Yüklerinden yavaş yavaş kurtuluyordu Sude, gördüğü güzel rüyaların da etkisiyle gülümseyerek erkenden uyandı. Eskisi kadar olmasa da enerjisi ve gücü de gün geçtikçe artıyordu. Dün yaşadıklarının gerçek olduğundan, Sinem'in gerçekten burada olduğundan emin olmak için de, odasının kapısından usulca baktı, oradaydı ve hala tatlı tatlı uyuyordu. 
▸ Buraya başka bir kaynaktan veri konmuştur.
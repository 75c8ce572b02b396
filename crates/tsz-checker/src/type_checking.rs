//! Type Checking Module
//!
//! This module contains type checking methods for CheckerState
//! as part of Phase 2 architecture refactoring.
//!
//! The methods in this module handle:
//! - Assignment checking
//! - Expression validation
//! - Statement checking
//! - Declaration validation
//!
//! This module extends CheckerState with additional methods for type-related
//! validation operations, providing cleaner APIs for common patterns.

use crate::query_boundaries::type_checking as query;
use crate::state::{CheckerState, ComputedKey, MAX_TREE_WALK_ITERATIONS, PropertyKey};
use rustc_hash::FxHashSet;
use tsz_binder::symbol_flags;
use tsz_parser::parser::NodeIndex;
use tsz_parser::parser::syntax_kind_ext;
use tsz_scanner::SyntaxKind;
use tsz_solver::TypeId;
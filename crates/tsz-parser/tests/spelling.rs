use super::*;

// =====================================================================
// levenshtein_with_max
// =====================================================================

#[test]
fn levenshtein_identical_strings() {
    assert_eq!(levenshtein_with_max("abc", "abc", 5.0), Some(0.0));
}

#[test]
fn levenshtein_case_difference_is_cheap() {
    let dist =
        levenshtein_with_max("Abc", "abc", 5.0).expect("distance calculation should succeed");
    // Case-only substitution costs 0.1
    assert!(dist < 1.0, "case-only diff should be < 1.0, got {dist}");
    assert!((dist - 0.1).abs() < f64::EPSILON);
}

#[test]
fn levenshtein_single_char_substitution() {
    // "asynd" vs "async": positions 1-4 identical, pos 5: d→c (cost 2.0)
    let dist =
        levenshtein_with_max("asynd", "async", 3.0).expect("distance calculation should succeed");
    assert!(
        (dist - 2.0).abs() < f64::EPSILON,
        "expected 2.0, got {dist}"
    );
}

#[test]
fn levenshtein_insertion() {
    // "classs" vs "class": one extra 's' (cost 1.0)
    let dist =
        levenshtein_with_max("classs", "class", 3.0).expect("distance calculation should succeed");
    assert!(
        (dist - 1.0).abs() < f64::EPSILON,
        "expected 1.0, got {dist}"
    );
}

#[test]
fn levenshtein_deletion() {
    // "clas" vs "class": one missing 's' (cost 1.0)
    let dist =
        levenshtein_with_max("clas", "class", 3.0).expect("distance calculation should succeed");
    assert!(
        (dist - 1.0).abs() < f64::EPSILON,
        "expected 1.0, got {dist}"
    );
}

#[test]
fn levenshtein_exceeds_max() {
    assert!(levenshtein_with_max("abc", "xyz", 1.0).is_none());
}

#[test]
fn levenshtein_empty_strings() {
    assert_eq!(levenshtein_with_max("", "", 5.0), Some(0.0));
    assert_eq!(levenshtein_with_max("abc", "", 5.0), Some(3.0));
    assert_eq!(levenshtein_with_max("", "abc", 5.0), Some(3.0));
}

// =====================================================================
// get_spelling_suggestion
// =====================================================================

#[test]
fn spelling_common_misspellings() {
    let cases = [
        ("asynd", "async"),
        ("sasync", "async"),
        ("clasd", "class"),
        ("classs", "class"),
        ("consd", "const"),
        ("constd", "const"),
        ("functiond", "function"),
        ("interfaced", "interface"),
        ("letd", "let"),
        ("typed", "type"),
        ("vard", "var"),
        ("declared", "declare"),
    ];
    for (input, expected) in cases {
        let result = get_spelling_suggestion(input, VIABLE_KEYWORD_SUGGESTIONS);
        assert_eq!(result, Some(expected), "{input} should suggest {expected}");
    }
}

#[test]
fn spelling_no_match_for_distant_words() {
    assert_eq!(
        get_spelling_suggestion("banana", VIABLE_KEYWORD_SUGGESTIONS),
        None
    );
}

#[test]
fn spelling_exact_match_ignored() {
    // An exact match of the name itself should not be returned.
    assert_eq!(get_spelling_suggestion("class", &["class", "const"]), None);
}

#[test]
fn spelling_short_candidates_only_case() {
    // Candidates < 3 chars only match on case difference.
    assert_eq!(get_spelling_suggestion("IF", &["if"]), Some("if"));
    assert_eq!(get_spelling_suggestion("ab", &["xy"]), None);
}

// =====================================================================
// get_space_suggestion
// =====================================================================

#[test]
fn space_keyword_concatenation() {
    assert_eq!(
        get_space_suggestion("declareconst"),
        Some("declare const".to_string())
    );
    assert_eq!(
        get_space_suggestion("interfaceMyInterface"),
        Some("interface MyInterface".to_string())
    );
    assert_eq!(
        get_space_suggestion("functionMyFunction"),
        Some("function MyFunction".to_string())
    );
}

#[test]
fn space_no_suggestion_when_remainder_too_short() {
    // "let" + "a" = "leta" → remainder "a" len=1 which is ≤ 2
    assert_eq!(get_space_suggestion("leta"), None);
    assert_eq!(get_space_suggestion("letab"), None);
}

#[test]
fn space_no_suggestion_for_plain_keyword() {
    assert_eq!(get_space_suggestion("class"), None);
}

// =====================================================================
// suggest_keyword (combined)
// =====================================================================

#[test]
fn suggest_prefers_spelling_over_space() {
    // "classs" should match via Levenshtein (→ "class"), not space
    assert_eq!(suggest_keyword("classs"), Some("class".to_string()));
}

#[test]
fn suggest_falls_back_to_space() {
    assert_eq!(
        suggest_keyword("declareconst"),
        Some("declare const".to_string())
    );
}

#[test]
fn suggest_no_match() {
    assert_eq!(suggest_keyword("xyzzy"), None);
}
Kendisi gibi erkenci olan babasının odasının önünden geçtiğinde çoktan kalkmış olduğunu gördü, evde ses yoktu , muhtemelen her gün düzenli olarak çıktığı yürüyüşteydi. Kahvaltı için hazırlık yapmaya başladı. Ona çok iyi gelen iki insan için bir şeyler hazırlamak mutlu etmişti, hafif hafif mırıldanıyordu bile. Arkasında onu izleyen babasını fark etmemişti bile, Tarık korkutmamaya çalışarak kibar bir ses tonuyla varlığını belli etti...

-Günaydınnn... 

-Hafif bir sıçrama ile daldığı dünyadan çıktı Sude... Günaydın...

-Hmmm... Güzel kokular geliyor...

-Evet, bugün kendimi iyi hissediyordum bir şeyler yapayım istedim. Dedikleri gibi kahvaltının mutlulukla bir ilgisi olmalı... 

-Gülümsemesi yorgun yüzünü aydınlatmıştı Tarık'ın... Seni böyle görmek çok güzel... 

-Teşekkür ederim! 

-Ben teşekkür ederim... İyi ki bana geldin...

-Bencede! 

-Dün gece Sinem sana güzel şeyler söyledi galiba, bakışların bile farklılaşmış... 

-Aslında biraz rahatladım diyelim, Sinem'in gelişi iyi oldu.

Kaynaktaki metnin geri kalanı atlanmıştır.